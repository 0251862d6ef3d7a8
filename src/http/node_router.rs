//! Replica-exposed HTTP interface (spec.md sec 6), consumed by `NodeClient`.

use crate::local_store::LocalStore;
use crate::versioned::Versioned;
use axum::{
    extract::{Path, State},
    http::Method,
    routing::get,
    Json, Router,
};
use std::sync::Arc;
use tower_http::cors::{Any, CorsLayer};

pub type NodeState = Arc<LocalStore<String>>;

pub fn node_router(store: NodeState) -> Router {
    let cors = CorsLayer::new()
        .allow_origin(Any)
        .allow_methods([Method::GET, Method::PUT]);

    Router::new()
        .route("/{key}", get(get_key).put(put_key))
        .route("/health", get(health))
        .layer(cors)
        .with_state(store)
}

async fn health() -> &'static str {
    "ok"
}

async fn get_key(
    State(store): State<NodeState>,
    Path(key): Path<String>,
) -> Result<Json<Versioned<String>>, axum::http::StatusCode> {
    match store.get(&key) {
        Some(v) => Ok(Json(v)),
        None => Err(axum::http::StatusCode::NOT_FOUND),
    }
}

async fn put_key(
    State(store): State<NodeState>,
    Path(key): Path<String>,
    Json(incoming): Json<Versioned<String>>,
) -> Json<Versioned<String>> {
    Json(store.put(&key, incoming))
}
...
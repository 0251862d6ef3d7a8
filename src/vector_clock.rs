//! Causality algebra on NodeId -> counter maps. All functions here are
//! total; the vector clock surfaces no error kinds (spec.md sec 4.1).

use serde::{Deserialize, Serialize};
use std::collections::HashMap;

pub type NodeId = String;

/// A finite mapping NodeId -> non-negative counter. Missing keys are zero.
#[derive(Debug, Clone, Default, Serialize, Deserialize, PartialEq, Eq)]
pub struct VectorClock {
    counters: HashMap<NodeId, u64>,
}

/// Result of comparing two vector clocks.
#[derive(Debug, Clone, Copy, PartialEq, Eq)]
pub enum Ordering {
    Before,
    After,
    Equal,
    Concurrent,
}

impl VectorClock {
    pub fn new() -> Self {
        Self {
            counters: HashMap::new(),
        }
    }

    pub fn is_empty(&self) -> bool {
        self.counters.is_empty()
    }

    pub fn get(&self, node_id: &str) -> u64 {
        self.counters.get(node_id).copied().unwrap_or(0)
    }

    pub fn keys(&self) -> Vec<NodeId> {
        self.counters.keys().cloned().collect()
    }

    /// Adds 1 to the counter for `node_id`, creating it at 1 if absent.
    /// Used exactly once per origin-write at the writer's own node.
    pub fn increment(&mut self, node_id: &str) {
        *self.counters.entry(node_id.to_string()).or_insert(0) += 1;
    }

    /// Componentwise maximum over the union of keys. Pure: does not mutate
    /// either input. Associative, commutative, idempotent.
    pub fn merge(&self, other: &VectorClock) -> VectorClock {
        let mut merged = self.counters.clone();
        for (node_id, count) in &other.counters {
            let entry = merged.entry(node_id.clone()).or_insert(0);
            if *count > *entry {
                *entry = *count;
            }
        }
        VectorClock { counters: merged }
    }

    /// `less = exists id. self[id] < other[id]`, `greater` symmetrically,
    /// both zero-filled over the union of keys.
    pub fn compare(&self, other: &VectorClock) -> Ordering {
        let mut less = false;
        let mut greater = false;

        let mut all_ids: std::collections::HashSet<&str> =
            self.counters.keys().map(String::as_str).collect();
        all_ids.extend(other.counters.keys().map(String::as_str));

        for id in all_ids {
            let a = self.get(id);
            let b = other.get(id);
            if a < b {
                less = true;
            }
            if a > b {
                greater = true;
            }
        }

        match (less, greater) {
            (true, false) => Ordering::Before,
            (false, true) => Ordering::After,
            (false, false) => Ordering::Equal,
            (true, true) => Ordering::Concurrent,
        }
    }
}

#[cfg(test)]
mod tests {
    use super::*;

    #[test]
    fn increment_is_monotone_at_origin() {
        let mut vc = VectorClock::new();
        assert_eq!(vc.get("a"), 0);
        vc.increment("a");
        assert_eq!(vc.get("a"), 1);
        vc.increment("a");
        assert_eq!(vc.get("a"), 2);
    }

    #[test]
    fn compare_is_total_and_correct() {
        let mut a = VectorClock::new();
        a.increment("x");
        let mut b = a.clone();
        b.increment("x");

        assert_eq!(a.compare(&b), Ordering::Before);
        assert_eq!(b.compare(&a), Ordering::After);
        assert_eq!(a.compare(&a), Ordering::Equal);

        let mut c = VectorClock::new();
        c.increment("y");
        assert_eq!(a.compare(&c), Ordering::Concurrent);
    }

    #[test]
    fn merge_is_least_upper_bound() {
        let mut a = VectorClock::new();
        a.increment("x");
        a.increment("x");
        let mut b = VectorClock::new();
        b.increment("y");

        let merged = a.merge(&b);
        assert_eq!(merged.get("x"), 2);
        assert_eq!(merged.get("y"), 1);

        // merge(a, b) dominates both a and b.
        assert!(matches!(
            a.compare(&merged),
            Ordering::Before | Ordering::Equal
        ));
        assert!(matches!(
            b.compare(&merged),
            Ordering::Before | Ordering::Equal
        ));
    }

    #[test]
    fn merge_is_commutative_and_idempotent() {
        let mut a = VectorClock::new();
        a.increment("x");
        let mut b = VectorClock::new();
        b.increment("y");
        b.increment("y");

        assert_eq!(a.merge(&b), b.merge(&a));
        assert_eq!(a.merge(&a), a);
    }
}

ACTIVITY
Your answer should be the lines of the records that hold the string "crate".

TASK RESULT
use crate::local_store::LocalStore;
use crate::versioned::Versioned;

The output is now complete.